Collected data
=====

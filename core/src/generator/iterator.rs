use super::sampler::BatchSampler;
use super::{Augmenter, FlowOptions, ImageBatch};
use crate::error::{Result, TrainError};
use crate::metadata::ExamRecord;
use rayon::prelude::*;
use rayon::ThreadPool;
use std::path::PathBuf;
use std::sync::Arc;

/// Endless source of image batches
pub trait BatchSource {
    /// Loads the next batch
    fn next_batch(&mut self) -> Result<ImageBatch>;

    /// Restarts the source from its first batch
    fn reset(&mut self);

    /// Samples produced by one full pass
    fn nb_samples(&self) -> usize;

    /// Batches in one full pass
    fn steps_per_pass(&self) -> usize;

    /// Image inputs per sample
    fn nb_views(&self) -> usize;
}

/// One image decode with its augmentation decided up front
#[derive(Debug, Clone)]
struct LoadJob {
    path: PathBuf,
    flip_h: bool,
    flip_v: bool,
}

fn decide(sampler: &mut BatchSampler, augmenter: &Augmenter, path: PathBuf) -> LoadJob {
    let flip_h = augmenter.horizontal_flip && sampler.coin();
    let flip_v = augmenter.vertical_flip && sampler.coin();
    LoadJob {
        path,
        flip_h,
        flip_v,
    }
}

/// Decodes every job on the worker pool, keeping job order
fn load_all(
    pool: &ThreadPool,
    augmenter: &Augmenter,
    options: &FlowOptions,
    jobs: &[LoadJob],
) -> Result<Vec<f32>> {
    let images: Vec<Vec<f32>> = pool.install(|| {
        jobs.par_iter()
            .map(|job| {
                augmenter.load(
                    &job.path,
                    options.target_size,
                    options.target_scale,
                    job.flip_h,
                    job.flip_v,
                )
            })
            .collect::<Result<Vec<_>>>()
    })?;
    Ok(images.concat())
}

/// Batches of single images with their labels
pub struct ImageListIterator {
    paths: Vec<PathBuf>,
    labels: Vec<u8>,
    sampler: BatchSampler,
    augmenter: Augmenter,
    options: FlowOptions,
    pool: Arc<ThreadPool>,
}

impl ImageListIterator {
    pub(super) fn new(
        paths: Vec<PathBuf>,
        labels: Vec<u8>,
        augmenter: Augmenter,
        options: FlowOptions,
        pool: Arc<ThreadPool>,
    ) -> Result<Self> {
        if paths.len() != labels.len() {
            return Err(TrainError::InvalidValue(format!(
                "{} image paths but {} labels",
                paths.len(),
                labels.len()
            )));
        }
        if paths.is_empty() {
            return Err(TrainError::NoSamples("image list is empty".to_string()));
        }
        let sampler = options.sampler(labels.clone());
        Ok(Self {
            paths,
            labels,
            sampler,
            augmenter,
            options,
            pool,
        })
    }
}

impl BatchSource for ImageListIterator {
    fn next_batch(&mut self) -> Result<ImageBatch> {
        let indices = self.sampler.next_indices();
        let jobs: Vec<LoadJob> = indices
            .iter()
            .map(|&i| decide(&mut self.sampler, &self.augmenter, self.paths[i].clone()))
            .collect();
        let labels = indices.iter().map(|&i| self.labels[i] as f32).collect();
        let pixels = load_all(&self.pool, &self.augmenter, &self.options, &jobs)?;

        let (height, width) = self.options.target_size;
        Ok(ImageBatch {
            views: vec![pixels],
            labels,
            height: height as usize,
            width: width as usize,
        })
    }

    fn reset(&mut self) {
        self.sampler.reset();
    }

    fn nb_samples(&self) -> usize {
        self.paths.len()
    }

    fn steps_per_pass(&self) -> usize {
        self.sampler.steps_per_pass()
    }

    fn nb_views(&self) -> usize {
        1
    }
}

/// Batches of breasts with paired CC and MLO images
///
/// Batch size counts exams; every exam contributes its left breast then
/// its right breast.
pub struct ExamListIterator {
    exams: Vec<ExamRecord>,
    sampler: BatchSampler,
    augmenter: Augmenter,
    options: FlowOptions,
    pool: Arc<ThreadPool>,
}

impl ExamListIterator {
    pub(super) fn new(
        exams: Vec<ExamRecord>,
        augmenter: Augmenter,
        options: FlowOptions,
        pool: Arc<ThreadPool>,
    ) -> Result<Self> {
        if exams.is_empty() {
            return Err(TrainError::NoSamples("exam list is empty".to_string()));
        }
        if let Some(exam) = exams.iter().find(|e| !e.is_complete()) {
            return Err(TrainError::InvalidValue(format!(
                "exam {}/{} lacks images or labels for a breast",
                exam.subject_id, exam.exam_index
            )));
        }
        let labels = exams.iter().map(|e| e.label().unwrap_or(0)).collect();
        let sampler = options.sampler(labels);
        Ok(Self {
            exams,
            sampler,
            augmenter,
            options,
            pool,
        })
    }
}

impl BatchSource for ExamListIterator {
    fn next_batch(&mut self) -> Result<ImageBatch> {
        let indices = self.sampler.next_indices();
        let mut cc_jobs = Vec::with_capacity(indices.len() * 2);
        let mut mlo_jobs = Vec::with_capacity(indices.len() * 2);
        let mut labels = Vec::with_capacity(indices.len() * 2);

        for &i in &indices {
            let exam = &self.exams[i];
            for breast in [&exam.left, &exam.right] {
                let cc = breast.cc_or_fallback();
                let mlo = breast.mlo_or_fallback();
                let cc_path = cc[self.sampler.choose(cc.len())].clone();
                let mlo_path = mlo[self.sampler.choose(mlo.len())].clone();
                cc_jobs.push(decide(&mut self.sampler, &self.augmenter, cc_path));
                mlo_jobs.push(decide(&mut self.sampler, &self.augmenter, mlo_path));
                labels.push(breast.cancer.unwrap_or(0) as f32);
            }
        }

        let cc = load_all(&self.pool, &self.augmenter, &self.options, &cc_jobs)?;
        let mlo = load_all(&self.pool, &self.augmenter, &self.options, &mlo_jobs)?;

        let (height, width) = self.options.target_size;
        Ok(ImageBatch {
            views: vec![cc, mlo],
            labels,
            height: height as usize,
            width: width as usize,
        })
    }

    fn reset(&mut self) {
        self.sampler.reset();
    }

    fn nb_samples(&self) -> usize {
        self.exams.len() * 2
    }

    fn steps_per_pass(&self) -> usize {
        self.sampler.steps_per_pass()
    }

    fn nb_views(&self) -> usize {
        2
    }
}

=====

# Task goal:
From the very first line of the data through the line with "the next batch" in it, please reproduce each line exactly and output nothing more.

# Output of the task:
filename core/src/generator/iterator.rs
use super::sampler::BatchSampler;
use super::{Augmenter, FlowOptions, ImageBatch};
use crate::error::{Result, TrainError};
use crate::metadata::ExamRecord;
use rayon::prelude::*;
use rayon::ThreadPool;
use std::path::PathBuf;
use std::sync::Arc;

/// Endless source of image batches
pub trait BatchSource {
    /// Loads the next batch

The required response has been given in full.